I have a Z7 and an 80-400 Nikon F lens used with the FTZ adapter.  I've always used the built in Lens Profile without regard to the correction applied or even considered that the correct my do more harm than good.   I think the Z6/Z7 is smart enough to recognize which Nikon lens is installed and apply the appropriate Lens Correction.   I did not even know that you could  turn off the Auto Distortion control in the camera.   
You can override the "Built-In" lens correction in Lightroom.   You can see if there is a significant difference. 

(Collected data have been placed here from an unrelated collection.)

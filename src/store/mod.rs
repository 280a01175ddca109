//! Persistence contracts used by the services.
//!
//! Every write is a single call so a cancelled request never leaves a
//! half-applied change behind. Uniqueness of account emails and category
//! names is enforced here, not by the services' pre-checks.

pub mod memory;
pub mod postgres;

use async_trait::async_trait;
use thiserror::Error;
use uuid::Uuid;

use crate::{
    appointments::{
        query::{ListQuery, Scope},
        repo_types::{Appointment, AppointmentChanges, NewAppointment},
    },
    auth::repo_types::Account,
    categories::repo_types::Category,
};

#[derive(Debug, Error)]
pub enum StoreError {
    #[error("{0} already exists")]
    UniqueViolation(&'static str),
    #[error("referenced {0} does not exist")]
    ForeignKeyViolation(&'static str),
    #[error("database error: {0}")]
    Database(#[from] sqlx::Error),
}

pub type StoreResult<T> = Result<T, StoreError>;

#[async_trait]
pub trait AccountStore: Send + Sync {
    async fn find_by_email(&self, email: &str) -> StoreResult<Option<Account>>;
    async fn find_by_id(&self, id: Uuid) -> StoreResult<Option<Account>>;
    /// Fails with `UniqueViolation` when the email is taken.
    async fn create(&self, email: &str, password_hash: &str) -> StoreResult<Account>;
}

#[async_trait]
pub trait AppointmentStore: Send + Sync {
    async fn create(&self, new: NewAppointment) -> StoreResult<Appointment>;
    async fn get(&self, id: Uuid) -> StoreResult<Option<Appointment>>;
    async fn list(&self, scope: Scope, query: &ListQuery) -> StoreResult<Vec<Appointment>>;
    async fn count(&self, scope: Scope) -> StoreResult<u64>;
    /// Applies only when `owner_id` still owns the row.
    async fn update(
        &self,
        id: Uuid,
        owner_id: Uuid,
        changes: AppointmentChanges,
    ) -> StoreResult<Option<Appointment>>;
    /// Returns whether a row owned by `owner_id` was removed.
    async fn delete(&self, id: Uuid, owner_id: Uuid) -> StoreResult<bool>;
}

#[async_trait]
pub trait CategoryStore: Send + Sync {
    async fn create(&self, name: &str) -> StoreResult<Category>;
    async fn get(&self, id: Uuid) -> StoreResult<Option<Category>>;
    async fn list(&self) -> StoreResult<Vec<Category>>;
}
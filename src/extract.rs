//! `ApiJson<T>`, `ApiPath<T>` and `ApiQuery<T>` work like their `axum`
//! counterparts but report rejections through `AppError`, so a bad payload,
//! path segment or query string gets the same `{ "error": .. }` shape as every
//! other client fault.

use axum::{
    async_trait,
    extract::{
        rejection::{JsonRejection, PathRejection, QueryRejection},
        FromRequest, FromRequestParts, Path, Query, Request,
    },
    http::request::Parts,
    Json,
};
use serde::de::DeserializeOwned;

use crate::error::AppError;

pub struct ApiJson<T>(pub T);

#[async_trait]
impl<T, S> FromRequest<S> for ApiJson<T>
where
    T: DeserializeOwned,
    S: Send + Sync,
{
    type Rejection = AppError;

    async fn from_request(req: Request, state: &S) -> Result<Self, Self::Rejection> {
        let Json(value) = Json::<T>::from_request(req, state)
            .await
            .map_err(|e: JsonRejection| AppError::validation(e.body_text()))?;
        Ok(ApiJson(value))
    }
}

pub struct ApiPath<T>(pub T);

#[async_trait]
impl<T, S> FromRequestParts<S> for ApiPath<T>
where
    T: DeserializeOwned + Send,
    S: Send + Sync,
{
    type Rejection = AppError;

    async fn from_request_parts(parts: &mut Parts, state: &S) -> Result<Self, Self::Rejection> {
        let Path(value) = Path::<T>::from_request_parts(parts, state)
            .await
            .map_err(|e: PathRejection| AppError::validation(e.body_text()))?;
        Ok(ApiPath(value))
    }
}

pub struct ApiQuery<T>(pub T);

#[async_trait]
impl<T, S> FromRequestParts<S> for ApiQuery<T>
where
    T: DeserializeOwned,
    S: Send + Sync,
{
    type Rejection = AppError;

    async fn from_request_parts(parts: &mut Parts, state: &S) -> Result<Self, Self::Rejection> {
        let Query(value) = Query::<T>::from_request_parts(parts, state)
            .await
            .map_err(|e: QueryRejection| AppError::validation(e.body_text()))?;
        Ok(ApiQuery(value))
    }
}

I took one of my "80-400" photos already processed and changes the profile to use "custom" and the included Nikon "80-400 lens profile".  When I did this, the image "jumped".  But I could not see any significant change in the distortion of the image.   You can do this yourself to see which you think is best or if it is worth the interruption of your workflow to use anything other than the default "Built-In" profile correction.


----------



## Hua Ming (Jan 23, 2020)

Thanks everyone for taking the time to reply. 
Johan, you are correct! I tried this. I shot some test images in RAW + JPEG, both with the auto distortion turned on in the camera and off in the camera.
With distortion off in the camera the profile correction was applied to the RAW file, but not the JPEG. With distortion turned on in the camera the correction was applied to both the RAW and the JPEG, although Lightroom does not tell you a profile was applied to the JPEG.
Several  points that may be of some interest to other Z owners. With native Z lens, I cannot turn off the lens correction in the camera (it is grayed out). With Nikon lens on the FTZ, I can turn off the lens correction in the camera, but as I said it only applies to the JPEG and not the RAW.  Second point is that if I turn off vignetting correction in the camera, it turns it off in both the Raw and the JPG. If I turn off chromatic aberration correction in camera it still automatically checks the "Remove Chromatic Aberration" box in Lightroom.  Also, when I use the FTZ adapter with my Sigma lens, sometimes Lightroom will incorrectly recognize it as a Nikon lens and apply a Built-In correction. Other times, it gets recognized correctly and does not apply a correction. Strange. I will have to do a little more experimentation.
Cletus, thanks for your input. I tried changing the profile to "custom" and to my eye it seemed to be stacking another correction on top of the built-in correction.
Bottom line for me is that as long as Lightroom is applying the correct profile I am happy. It would sure be nice if Nikon and/or Adobe would document all this stuff. Thank you all for your help.


----------



## Hal P Anderson (Jan 23, 2020)

Hua Ming said:


> although Lightroom does not tell you a profile was applied to the JPEG.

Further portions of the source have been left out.